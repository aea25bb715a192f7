use anyhow::Result;
use log::{debug, info};
use std::path::{Path, PathBuf};

#[derive(Debug, Clone, PartialEq, Eq)]
pub struct CoverArt {
    pub data: Vec<u8>,
    pub mime_type: String,
}

impl CoverArt {
    pub fn is_png(&self) -> bool {
        self.mime_type.contains("png")
    }
}

/// Downloads a cover image. Non-image or undersized payloads yield `None`.
pub async fn download_cover(client: &reqwest::Client, url: &str) -> Result<Option<CoverArt>> {
    info!("🖼️  Downloading cover: {}", url);

    let response = client.get(url).send().await?;

    if !response.status().is_success() {
        debug!("Cover request returned {}", response.status());
        return Ok(None);
    }

    let bytes = response.bytes().await?;
    Ok(sniff_image(bytes.to_vec()))
}

/// Accepts JPEG and PNG data by magic bytes.
pub fn sniff_image(bytes: Vec<u8>) -> Option<CoverArt> {
    if bytes.len() < 100 {
        return None;
    }

    let is_jpeg = bytes[0] == 0xFF && bytes[1] == 0xD8;
    let is_png = bytes.starts_with(&[0x89, 0x50, 0x4E, 0x47]);

    let mime_type = if is_png {
        "image/png"
    } else if is_jpeg {
        "image/jpeg"
    } else {
        return None;
    };

    Some(CoverArt {
        data: bytes,
        mime_type: mime_type.to_string(),
    })
}

/// Save cover art as folder.jpg / folder.png in the audiobook folder
pub fn save_cover_to_folder(folder: &Path, cover: &CoverArt) -> std::io::Result<PathBuf> {
    let extension = if cover.is_png() { "png" } else { "jpg" };
    let cover_path = folder.join(format!("folder.{}", extension));

    std::fs::write(&cover_path, &cover.data)?;
    debug!("Cover saved to {}", cover_path.display());

    Ok(cover_path)
}

#[cfg(test)]
pub(crate) fn fake_jpeg() -> Vec<u8> {
    let mut data = vec![0xFF, 0xD8, 0xFF, 0xE0];
    data.resize(256, 0);
    data
}

#[cfg(test)]
mod tests {
    use super::*;

    #[test]
    fn test_sniff_jpeg_and_png() {
        let jpeg = sniff_image(fake_jpeg()).unwrap();
        assert_eq!(jpeg.mime_type, "image/jpeg");
        assert!(!jpeg.is_png());

        let mut png = vec![0x89, 0x50, 0x4E, 0x47, 0x0D, 0x0A, 0x1A, 0x0A];
        png.resize(256, 0);
        let png = sniff_image(png).unwrap();
        assert_eq!(png.mime_type, "image/png");
    }

    #[test]
    fn test_sniff_rejects_small_and_unknown() {
        assert!(sniff_image(vec![0xFF, 0xD8]).is_none());
        assert!(sniff_image(b"<html>not found</html>".repeat(10)).is_none());
    }

    #[test]
    fn test_save_cover_to_folder() {
        let dir = tempfile::tempdir().unwrap();
        let cover = sniff_image(fake_jpeg()).unwrap();

        let path = save_cover_to_folder(dir.path(), &cover).unwrap();
        assert_eq!(path, dir.path().join("folder.jpg"));
        assert_eq!(std::fs::read(path).unwrap(), cover.data);
    }
}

□ □ □

Please transcribe each of the entries, exactly as written.

Result below —
repository aea25bb715a192f7
use anyhow::Result;
use log::{debug, info};
use std::path::{Path, PathBuf};

#[derive(Debug, Clone, PartialEq, Eq)]
pub struct CoverArt {
    pub data: Vec<u8>,
    pub mime_type: String,
}

impl CoverArt {
    pub fn is_png(&self) -> bool {
        self.mime_type.contains("png")
    }
}

/// Downloads a cover image. Non-image or undersized payloads yield `None`.
pub async fn download_cover(client: &reqwest::Client, url: &str) -> Result<Option<CoverArt>> {
    info!("🖼️  Downloading cover: {}", url);

    let response = client.get(url).send().await?;

    if !response.status().is_success() {
        debug!("Cover request returned {}", response.status());
        return Ok(None);
    }

    let bytes = response.bytes().await?;
    Ok(sniff_image(bytes.to_vec()))
}

/// Accepts JPEG and PNG data by magic bytes.
pub fn sniff_image(bytes: Vec<u8>) -> Option<CoverArt> {
    if bytes.len() < 100 {
        return None;
    }

    let is_jpeg = bytes[0] == 0xFF && bytes[1] == 0xD8;
    let is_png = bytes.starts_with(&[0x89, 0x50, 0x4E, 0x47]);

    let mime_type = if is_png {
        "image/png"
    } else if is_jpeg {
        "image/jpeg"
    } else {
        return None;
    };

    Some(CoverArt {
        data: bytes,
        mime_type: mime_type.to_string(),
    })
}

/// Save cover art as folder.jpg / folder.png in the audiobook folder
pub fn save_cover_to_folder(folder: &Path, cover: &CoverArt) -> std::io::Result<PathBuf> {
    let extension = if cover.is_png() { "png" } else { "jpg" };
    let cover_path = folder.join(format!("folder.{}", extension));

    std::fs::write(&cover_path, &cover.data)?;
    debug!("Cover saved to {}", cover_path.display());

    Ok(cover_path)
}

#[cfg(test)]
pub(crate) fn fake_jpeg() -> Vec<u8> {
    let mut data = vec![0xFF, 0xD8, 0xFF, 0xE0];
    data.resize(256, 0);
    data
}

#[cfg(test)]
mod tests {
    use super::*;

    #[test]
    fn test_sniff_jpeg_and_png() {
        let jpeg = sniff_image(fake_jpeg()).unwrap();
        assert_eq!(jpeg.mime_type, "image/jpeg");
        assert!(!jpeg.is_png());

        let mut png = vec![0x89, 0x50, 0x4E, 0x47, 0x0D, 0x0A, 0x1A, 0x0A];
        png.resize(256, 0);
        let png = sniff_image(png).unwrap();
        assert_eq!(png.mime_type, "image/png");
    }

    #[test]
    fn test_sniff_rejects_small_and_unknown() {
        assert!(sniff_image(vec![0xFF, 0xD8]).is_none());
        assert!(sniff_image(b"<html>not found</html>".repeat(10)).is_none());
    }

    #[test]
    fn test_save_cover_to_folder() {
        let dir = tempfile::tempdir().unwrap();
        let cover = sniff_image(fake_jpeg()).unwrap();

        let path = save_cover_to_folder(dir.path(), &cover).unwrap();
        assert_eq!(path, dir.path().join("folder.jpg"));
        assert_eq!(std::fs::read(path).unwrap(), cover.data);
    }
}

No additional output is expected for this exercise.